Wind marveled at Lynn’s effort.

“It is a Herculean task. It is not just knowing Yiddish. It is not just knowing Hebrew. You have to know the culture, the background, and it is an immense job.”

“I tried very hard to capture the literary quality as well,” said Lynn. “I didn’t want to just make it ‘he said, she said,’ and I didn’t want to translate it as Catskills Mountain Yiddish. I can hear the music of the language, and I wanted to put that into English.”

She said many survivors who compiled the text had to spend years rebuilding their lives after World War II before they could write or speak about their bitter and bittersweet memories.

“It took a certain amount of years before they could rip themselves open,” said Lynn.
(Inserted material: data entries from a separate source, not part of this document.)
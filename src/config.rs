//! Server configuration module
//! Handles dynamic configuration parameters for the relay server

use crate::constants::{
    DEFAULT_BUFFER_SIZE, DEFAULT_DATABASE_URL, DEFAULT_HOST, DEFAULT_MAX_CONNECTIONS,
    DEFAULT_PORT, DEFAULT_READ_TIMEOUT_SECS,
};
use crate::error::{Result, RustyRelayError};
use std::env;
use std::time::Duration;

/// Server configuration parameters
#[derive(Debug, Clone)]
pub struct ServerConfig {
    pub host: String,
    pub port: u16,
    /// Storage backend selector: `"memory"` for the in-memory store,
    /// anything else is handed to the SQLite pool as a connection URL
    pub database_url: String,
    /// Upper bound on concurrently served connections
    pub max_connections: usize,
    /// Initial capacity of the per-connection decode buffer
    pub buffer_size: usize,
    /// Idle read timeout per connection; an expiry closes that connection only
    pub read_timeout: Duration,
}

impl ServerConfig {
    /// Create a configuration suitable for tests: loopback host, ephemeral
    /// port, in-memory storage
    pub fn for_testing() -> Self {
        Self {
            host: "127.0.0.1".to_string(),
            port: 0,
            database_url: "memory".to_string(),
            max_connections: 16,
            buffer_size: 1024,
            read_timeout: Duration::from_secs(5),
        }
    }

    /// Load configuration from environment variables if available
    pub fn from_env() -> Result<Self> {
        let host = env::var("RUSTY_RELAY_HOST").unwrap_or(DEFAULT_HOST.to_string());
        let port = env::var("RUSTY_RELAY_PORT")
            .ok()
            .and_then(|p| p.parse().ok())
            .unwrap_or(DEFAULT_PORT);

        let database_url =
            env::var("RUSTY_RELAY_DATABASE_URL").unwrap_or(DEFAULT_DATABASE_URL.to_string());

        let max_connections = env::var("RUSTY_RELAY_MAX_CONN")
            .ok()
            .and_then(|c| c.parse().ok())
            .unwrap_or(DEFAULT_MAX_CONNECTIONS);

        let buffer_size = env::var("RUSTY_RELAY_BUFFER")
            .ok()
            .and_then(|b| b.parse().ok())
            .unwrap_or(DEFAULT_BUFFER_SIZE);

        let timeout_secs = env::var("RUSTY_RELAY_TIMEOUT")
            .ok()
            .and_then(|t| t.parse().ok())
            .unwrap_or(DEFAULT_READ_TIMEOUT_SECS);

        if max_connections == 0 {
            return Err(RustyRelayError::ConfigError(
                "RUSTY_RELAY_MAX_CONN must be greater than zero".to_string(),
            ));
        }

        if buffer_size == 0 {
            return Err(RustyRelayError::ConfigError(
                "RUSTY_RELAY_BUFFER must be greater than zero".to_string(),
            ));
        }

        if database_url.is_empty() {
            return Err(RustyRelayError::ConfigError(
                "RUSTY_RELAY_DATABASE_URL must not be empty".to_string(),
            ));
        }

        Ok(Self {
            host,
            port,
            database_url,
            max_connections,
            buffer_size,
            read_timeout: Duration::from_secs(timeout_secs),
        })
    }
}

#[cfg(test)]
mod tests {
    use super::*;

    #[test]
    fn test_for_testing_uses_ephemeral_port_and_memory_backend() {
        let config = ServerConfig::for_testing();
        assert_eq!(config.port, 0);
        assert_eq!(config.database_url, "memory");
    }

    // Single test so the process-global environment is not mutated concurrently
    #[test]
    fn test_from_env_defaults_and_validation() {
        env::remove_var("RUSTY_RELAY_HOST");
        env::remove_var("RUSTY_RELAY_PORT");
        env::remove_var("RUSTY_RELAY_MAX_CONN");
        env::remove_var("RUSTY_RELAY_BUFFER");
        let config = ServerConfig::from_env().unwrap();
        assert_eq!(config.host, DEFAULT_HOST);
        assert_eq!(config.port, DEFAULT_PORT);
        assert_eq!(config.max_connections, DEFAULT_MAX_CONNECTIONS);

        env::set_var("RUSTY_RELAY_MAX_CONN", "0");
        let result = ServerConfig::from_env();
        env::remove_var("RUSTY_RELAY_MAX_CONN");
        assert!(result.is_err());
        assert!(result.unwrap_err().to_string().contains("RUSTY_RELAY_MAX_CONN"));
    }
}
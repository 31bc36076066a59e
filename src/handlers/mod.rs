//! Request handlers for client connections

pub mod client;

// Re-export the connection handler
pub use client::handle_client;
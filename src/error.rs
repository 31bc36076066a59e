use std::error::Error;
use std::fmt;
use std::sync::PoisonError;

#[derive(Debug)]
pub enum RustyRelayError {
    // Session errors
    SessionLock(String),
    SessionNotFound(String),

    // Connection errors
    ConnectionError(String),
    ConnectionClosed,

    // Storage errors
    StorageError(String),
    Duplicate,

    // Protocol errors
    MessageParseError(String),
    ValidationError(String),

    // Auth errors
    InvalidCredentials,

    // Configuration errors
    ConfigError(String),
}

impl fmt::Display for RustyRelayError {
    fn fmt(&self, f: &mut fmt::Formatter<'_>) -> fmt::Result {
        match self {
            Self::SessionLock(msg) => write!(f, "Session lock error: {}", msg),
            Self::SessionNotFound(user) => write!(f, "Session not found: {}", user),
            Self::ConnectionError(msg) => write!(f, "Connection error: {}", msg),
            Self::ConnectionClosed => write!(f, "Connection closed unexpectedly"),
            Self::StorageError(msg) => write!(f, "Storage error: {}", msg),
            Self::Duplicate => write!(f, "Username or phone already exists"),
            Self::MessageParseError(msg) => write!(f, "Message parse error: {}", msg),
            Self::ValidationError(msg) => write!(f, "Validation error: {}", msg),
            Self::InvalidCredentials => write!(f, "Invalid credentials"),
            Self::ConfigError(msg) => write!(f, "Configuration error: {}", msg),
        }
    }
}

impl Error for RustyRelayError {}

// Converting from PoisonError to facilitate poisoned mutex handling
impl<T> From<PoisonError<T>> for RustyRelayError {
    fn from(err: PoisonError<T>) -> Self {
        RustyRelayError::SessionLock(format!("Mutex poisoned: {}", err))
    }
}

// Generic result type for RustyRelay
pub type Result<T> = std::result::Result<T, RustyRelayError>;
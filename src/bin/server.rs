use log::{error, info, warn};
use std::sync::Arc;

use rusty_relay::config::ServerConfig;
use rusty_relay::core::Server;
use rusty_relay::storage::{MemoryStorage, SqliteStorage, Storage};

#[tokio::main]
async fn main() {
    // Initialize env
    match dotenvy::dotenv() {
        Ok(_) => info!("Environment variables loaded from .env file"),
        Err(e) => warn!("Failed to load .env file: {}", e),
    };

    // Initialize logging
    env_logger::init();

    // Load config from the environment
    let config = match ServerConfig::from_env() {
        Ok(config) => config,
        Err(e) => {
            error!("Invalid configuration: {}", e);
            std::process::exit(1);
        }
    };

    info!(
        "Configuration: host={}, port={}, database={}",
        config.host, config.port, config.database_url
    );

    // Open the storage backend
    let storage: Arc<dyn Storage> = if config.database_url == "memory" {
        warn!("Using in-memory storage; messages will not survive a restart");
        Arc::new(MemoryStorage::new())
    } else {
        match SqliteStorage::connect(&config.database_url).await {
            Ok(storage) => Arc::new(storage),
            Err(e) => {
                error!("Failed to open storage: {}", e);
                std::process::exit(1);
            }
        }
    };

    // Bind and run the server
    let server = match Server::bind(config, storage).await {
        Ok(server) => server,
        Err(e) => {
            error!("Failed to start server: {}", e);
            std::process::exit(1);
        }
    };

    info!("Starting Rusty Relay server");

    if let Err(e) = server.run().await {
        error!("Server terminated: {}", e);
        std::process::exit(1);
    }
}
//! Request dispatcher with per-connection session state
//!
//! Interprets decoded requests, calls into the store and the session
//! registry, and produces responses. One `ClientSession` lives per
//! connection; the dispatcher itself is shared across all connections.

use chrono::Utc;
use log::{debug, info, warn};
use std::net::SocketAddr;
use std::sync::Arc;

use crate::core::connection::Connection;
use crate::core::message::{ClientRequest, ServerMessage};
use crate::core::session::{broadcast_presence, lock_sessions, Sessions};
use crate::error::{Result, RustyRelayError};
use crate::storage::Storage;

/// Authentication state of one connection
#[derive(Debug, Clone, PartialEq, Eq)]
pub enum SessionState {
    Unauthenticated,
    Authenticated(String),
}

/// Per-connection dispatch context
pub struct ClientSession {
    pub conn: Connection,
    pub peer: SocketAddr,
    pub state: SessionState,
}

impl ClientSession {
    pub fn new(conn: Connection, peer: SocketAddr) -> Self {
        Self {
            conn,
            peer,
            state: SessionState::Unauthenticated,
        }
    }
}

/// What the connection task should do after a request was handled
#[derive(Debug, Clone, Copy, PartialEq, Eq)]
pub enum Flow {
    Continue,
    Close,
}

/// Routes client requests to the store and the session registry
pub struct RequestDispatcher {
    storage: Arc<dyn Storage>,
    sessions: Sessions,
}

impl RequestDispatcher {
    pub fn new(storage: Arc<dyn Storage>, sessions: Sessions) -> Self {
        Self { storage, sessions }
    }

    pub fn sessions(&self) -> &Sessions {
        &self.sessions
    }

    /// Handle one decoded request. Domain and infrastructure failures are
    /// answered on the session's own connection; they never end the
    /// connection or escape to the caller.
    pub async fn dispatch(&self, session: &mut ClientSession, request: ClientRequest) -> Flow {
        let result = match request {
            ClientRequest::Register {
                country,
                phone,
                username,
                password,
            } => self
                .handle_register(session, country, phone, username, password)
                .await
                .map(|_| Flow::Continue),
            ClientRequest::Login {
                identifier,
                password,
            } => self
                .handle_login(session, identifier, password)
                .await
                .map(|_| Flow::Continue),
            ClientRequest::GetOnlineUsers => self
                .handle_get_online_users(session)
                .map(|_| Flow::Continue),
            ClientRequest::SendMessage {
                from,
                to,
                message,
                timestamp,
            } => self
                .handle_send_message(session, from, to, message, timestamp)
                .await
                .map(|_| Flow::Continue),
            ClientRequest::ViewUsers => {
                self.handle_view_users(session).await.map(|_| Flow::Continue)
            }
            ClientRequest::DeleteUser { username } => self
                .handle_delete_user(session, username)
                .await
                .map(|_| Flow::Continue),
            ClientRequest::Logout { .. } => self.handle_logout(session),
            ClientRequest::Unknown => {
                self.respond(session, &ServerMessage::error("Unknown action"));
                Ok(Flow::Continue)
            }
        };

        match result {
            Ok(flow) => flow,
            Err(e) => {
                debug!("Request from {} failed: {}", session.peer, e);
                let wire_message = match e {
                    // Validation messages go out verbatim, everything else
                    // through its Display form
                    RustyRelayError::ValidationError(msg) => msg,
                    other => other.to_string(),
                };
                self.respond(session, &ServerMessage::error(wire_message));
                Flow::Continue
            }
        }
    }

    async fn handle_register(
        &self,
        session: &mut ClientSession,
        country: String,
        phone: String,
        username: String,
        password: String,
    ) -> Result<()> {
        if phone.is_empty() || username.is_empty() || password.is_empty() {
            return Err(RustyRelayError::ValidationError(
                "Missing registration fields".to_string(),
            ));
        }

        self.storage
            .create_account(&country, &phone, &username, &password)
            .await?;

        info!("Registered account {}", username);
        self.respond(session, &ServerMessage::success("Registered successfully"));
        Ok(())
    }

    async fn handle_login(
        &self,
        session: &mut ClientSession,
        identifier: String,
        password: String,
    ) -> Result<()> {
        if identifier.is_empty() || password.is_empty() {
            return Err(RustyRelayError::ValidationError(
                "Missing credentials".to_string(),
            ));
        }

        let username = self
            .storage
            .verify_account(&identifier, &password)
            .await?
            .ok_or(RustyRelayError::InvalidCredentials)?;

        let superseded = {
            let mut registry = lock_sessions(&self.sessions)?;

            // Re-login on an already-authenticated connection sheds the old
            // identity first so one socket never owns two usernames
            if let SessionState::Authenticated(previous) = &session.state {
                if previous != &username {
                    registry.remove_if(previous, session.conn.conn_id);
                }
            }

            registry.insert(username.clone(), session.conn.clone())
        };

        // Single-session policy: the new login wins, the old connection is
        // force-closed after its registry entry has been replaced
        if let Some(previous) = superseded {
            if previous.conn_id != session.conn.conn_id {
                info!("Superseding existing session for {}", username);
                previous.close();
            }
        }

        session.state = SessionState::Authenticated(username.clone());
        info!("Login successful for {} from {}", username, session.peer);

        self.respond(
            session,
            &ServerMessage::login_success("Login successful", username.clone()),
        );
        broadcast_presence(&self.sessions)?;
        self.replay_undelivered(&username, &session.conn).await
    }

    fn handle_get_online_users(&self, session: &mut ClientSession) -> Result<()> {
        let users = lock_sessions(&self.sessions)?.snapshot();
        self.respond(session, &ServerMessage::online_users(users));
        Ok(())
    }

    async fn handle_send_message(
        &self,
        session: &mut ClientSession,
        from: String,
        to: String,
        message: String,
        timestamp: Option<String>,
    ) -> Result<()> {
        if from.is_empty() || to.is_empty() || message.is_empty() {
            return Err(RustyRelayError::ValidationError(
                "Missing fields for private message".to_string(),
            ));
        }

        let sent_at = match timestamp.filter(|t| !t.is_empty()) {
            Some(t) => t,
            None => Utc::now().format("%I:%M %p").to_string(),
        };

        let target = lock_sessions(&self.sessions)?.lookup(&to);

        match target {
            Some(recipient) => {
                let notification =
                    ServerMessage::receive_message(from.clone(), message.clone(), sent_at.clone());

                if recipient.send_message(&notification) {
                    debug!("Delivered message from {} to {}", from, to);
                    self.respond(session, &ServerMessage::success("Delivered"));
                } else {
                    // Stale handle: fall back to the queue, then reap it
                    warn!("Live delivery to {} failed, storing message", to);
                    self.storage
                        .enqueue_message(&from, &to, &message, &sent_at)
                        .await?;
                    self.respond(session, &ServerMessage::success("Stored for later delivery"));

                    let reaped = lock_sessions(&self.sessions)?.remove_if(&to, recipient.conn_id);
                    if reaped {
                        recipient.close();
                        broadcast_presence(&self.sessions)?;
                    }
                }
            }
            None => {
                self.storage
                    .enqueue_message(&from, &to, &message, &sent_at)
                    .await?;
                debug!("Stored message from {} for offline recipient {}", from, to);
                self.respond(
                    session,
                    &ServerMessage::success("Recipient offline — stored"),
                );
            }
        }

        Ok(())
    }

    async fn handle_view_users(&self, session: &mut ClientSession) -> Result<()> {
        let accounts = self.storage.list_accounts().await?;
        self.respond(session, &ServerMessage::account_list(accounts));
        Ok(())
    }

    async fn handle_delete_user(
        &self,
        session: &mut ClientSession,
        username: String,
    ) -> Result<()> {
        if username.is_empty() {
            return Err(RustyRelayError::ValidationError(
                "username required".to_string(),
            ));
        }

        self.storage.delete_account(&username).await?;

        let live = lock_sessions(&self.sessions)?.remove(&username);
        if let Some(conn) = live {
            info!("Force-closing live session for deleted account {}", username);
            conn.close();
        }

        broadcast_presence(&self.sessions)?;
        self.respond(session, &ServerMessage::success("Deleted"));
        Ok(())
    }

    /// Logout removes the session's own registry entry regardless of the
    /// client-supplied username, then closes the connection.
    fn handle_logout(&self, session: &mut ClientSession) -> Result<Flow> {
        let username = match &session.state {
            SessionState::Authenticated(username) => username.clone(),
            SessionState::Unauthenticated => {
                return Err(RustyRelayError::ValidationError("Not logged in".to_string()));
            }
        };

        let removed = lock_sessions(&self.sessions)?.remove_if(&username, session.conn.conn_id);
        if removed {
            broadcast_presence(&self.sessions)?;
        }

        info!("Logout for {} from {}", username, session.peer);
        self.respond(session, &ServerMessage::success("Logged out"));
        Ok(Flow::Close)
    }

    /// Push queued messages in ascending id order; only the ids pushed
    /// successfully before a failure are marked delivered, so a later
    /// login retries the rest (at-least-once delivery).
    async fn replay_undelivered(&self, username: &str, conn: &Connection) -> Result<()> {
        let pending = self.storage.fetch_undelivered(username).await?;
        if pending.is_empty() {
            return Ok(());
        }

        info!(
            "Replaying {} stored message(s) for {}",
            pending.len(),
            username
        );

        let mut delivered = Vec::with_capacity(pending.len());
        for message in pending {
            let notification =
                ServerMessage::receive_message(message.sender, message.body, message.sent_at);
            if !conn.send_message(&notification) {
                warn!("Replay for {} interrupted mid-sequence", username);
                break;
            }
            delivered.push(message.id);
        }

        self.storage.mark_delivered(&delivered).await
    }

    /// Send a response on the session's own connection with error logging
    fn respond(&self, session: &ClientSession, message: &ServerMessage) {
        if !session.conn.send_message(message) {
            warn!("Failed to send response to {}", session.peer);
        }
    }
}
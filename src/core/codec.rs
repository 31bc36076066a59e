//! Line framing codec
//!
//! Converts the raw byte stream of a connection into discrete protocol
//! records and back. The wire unit is one JSON object per `\n`-terminated
//! line. Decoding is incremental over a growable buffer; blank lines and
//! records that are not valid JSON are discarded silently and decoding
//! continues (best-effort policy, not a protocol violation). A well-formed
//! record whose action is unrecognized decodes to `ClientRequest::Unknown`
//! so the dispatcher can answer it.

use bytes::BytesMut;
use log::debug;

use crate::core::message::{ClientRequest, ServerMessage};
use crate::error::{Result, RustyRelayError};

/// Incremental decoder for newline-delimited JSON records
pub struct LineCodec {
    buf: BytesMut,
}

impl LineCodec {
    pub fn new() -> Self {
        Self {
            buf: BytesMut::new(),
        }
    }

    pub fn with_capacity(capacity: usize) -> Self {
        Self {
            buf: BytesMut::with_capacity(capacity),
        }
    }

    /// Accumulation buffer for the transport to read into
    pub fn buffer_mut(&mut self) -> &mut BytesMut {
        &mut self.buf
    }

    /// Pop the next decodable request out of the buffer, skipping blank and
    /// malformed lines. Returns `None` once no complete line remains.
    pub fn next_request(&mut self) -> Option<ClientRequest> {
        while let Some(pos) = self.buf.iter().position(|b| *b == b'\n') {
            let line = self.buf.split_to(pos + 1);

            let text = match std::str::from_utf8(&line[..pos]) {
                Ok(text) => text.trim(),
                Err(_) => {
                    debug!("Discarding non-UTF-8 record");
                    continue;
                }
            };

            if text.is_empty() {
                continue;
            }

            match parse_request(text) {
                Some(request) => return Some(request),
                None => {
                    debug!("Discarding malformed record");
                    continue;
                }
            }
        }

        None
    }

    /// Serialize a record and append exactly one line terminator
    pub fn encode(message: &ServerMessage) -> Result<String> {
        let mut line = serde_json::to_string(message)
            .map_err(|e| RustyRelayError::MessageParseError(e.to_string()))?;
        line.push('\n');
        Ok(line)
    }
}

impl Default for LineCodec {
    fn default() -> Self {
        Self::new()
    }
}

/// Parse one record. `None` means the line was not valid JSON; any valid
/// JSON value yields a request, falling back to `Unknown` when the action
/// tag is missing or unrecognized.
fn parse_request(text: &str) -> Option<ClientRequest> {
    let value: serde_json::Value = serde_json::from_str(text).ok()?;
    Some(serde_json::from_value(value).unwrap_or(ClientRequest::Unknown))
}

#[cfg(test)]
mod tests {
    use super::*;

    fn push(codec: &mut LineCodec, bytes: &[u8]) {
        codec.buffer_mut().extend_from_slice(bytes);
    }

    #[test]
    fn test_decode_single_record() {
        let mut codec = LineCodec::new();
        push(&mut codec, b"{\"action\":\"get_online_users\"}\n");

        assert!(matches!(
            codec.next_request(),
            Some(ClientRequest::GetOnlineUsers)
        ));
        assert!(codec.next_request().is_none());
    }

    #[test]
    fn test_decode_across_chunk_boundaries() {
        let mut codec = LineCodec::new();
        push(&mut codec, b"{\"action\":\"login\",\"identi");
        assert!(codec.next_request().is_none());

        push(&mut codec, b"fier\":\"alice\",\"password\":\"pw1\"}\n");
        match codec.next_request() {
            Some(ClientRequest::Login { identifier, .. }) => assert_eq!(identifier, "alice"),
            other => panic!("unexpected request: {:?}", other),
        }
    }

    #[test]
    fn test_multiple_records_in_one_chunk() {
        let mut codec = LineCodec::new();
        push(
            &mut codec,
            b"{\"action\":\"view_users\"}\n{\"action\":\"get_online_users\"}\n",
        );

        assert!(matches!(codec.next_request(), Some(ClientRequest::ViewUsers)));
        assert!(matches!(
            codec.next_request(),
            Some(ClientRequest::GetOnlineUsers)
        ));
        assert!(codec.next_request().is_none());
    }

    #[test]
    fn test_malformed_and_blank_lines_skipped() {
        let mut codec = LineCodec::new();
        push(
            &mut codec,
            b"this is not json\n\n   \n{\"action\":\"view_users\"}\n",
        );

        assert!(matches!(codec.next_request(), Some(ClientRequest::ViewUsers)));
        assert!(codec.next_request().is_none());
    }

    #[test]
    fn test_unknown_action_is_a_request_not_a_decode_failure() {
        let mut codec = LineCodec::new();
        push(&mut codec, b"{\"action\":\"dance\"}\n");

        assert!(matches!(codec.next_request(), Some(ClientRequest::Unknown)));
    }

    #[test]
    fn test_valid_json_without_action_becomes_unknown() {
        let mut codec = LineCodec::new();
        push(&mut codec, b"{\"hello\":\"world\"}\n");

        assert!(matches!(codec.next_request(), Some(ClientRequest::Unknown)));
    }

    #[test]
    fn test_encode_appends_exactly_one_terminator() {
        let line = LineCodec::encode(&ServerMessage::success("Delivered")).unwrap();
        assert!(line.ends_with('\n'));
        assert_eq!(line.matches('\n').count(), 1);
    }

    #[test]
    fn test_carriage_return_trimmed() {
        let mut codec = LineCodec::new();
        push(&mut codec, b"{\"action\":\"view_users\"}\r\n");

        assert!(matches!(codec.next_request(), Some(ClientRequest::ViewUsers)));
    }
}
Her own mother apparently had no knowledge of the book and resisted talking about her shtetl past.

In the years after the concentration camps were liberated, Wind said, many survivors found their grim experiences were met with disbelief, even among fellow Jews in the United States and Israel.

“They didn’t want to hear about it, or they would say, ‘Don’t look back; look forward.’ They and many of the soldiers who liberated the camps were told, ‘Don’t talk about it. Don’t think about it. Forget about it.’”

Many never told their stories until their grandchildren asked, “What happened?”

“That was very hurtful to the survivors,” said Wind. “Not only were they denied the opportunity to have the catharsis of speaking about it, many were told, ‘Well, if you survived, you must have stolen or prostituted yourself or done horrible things.’ They knew they could not speak about it except with someone else who had endured it.”

But now, with pre- and post-Holocaust memories recorded from her mother’s hometown and accessible in English, Lynn said she hopes her Yizkor book will educate new generations.

Her objective is that the book be used as a sourcebook to teach in Holocaust studies in colleges and high schools. “My next mission is to bring it out into the world. I don’t want it sitting on a shelf.”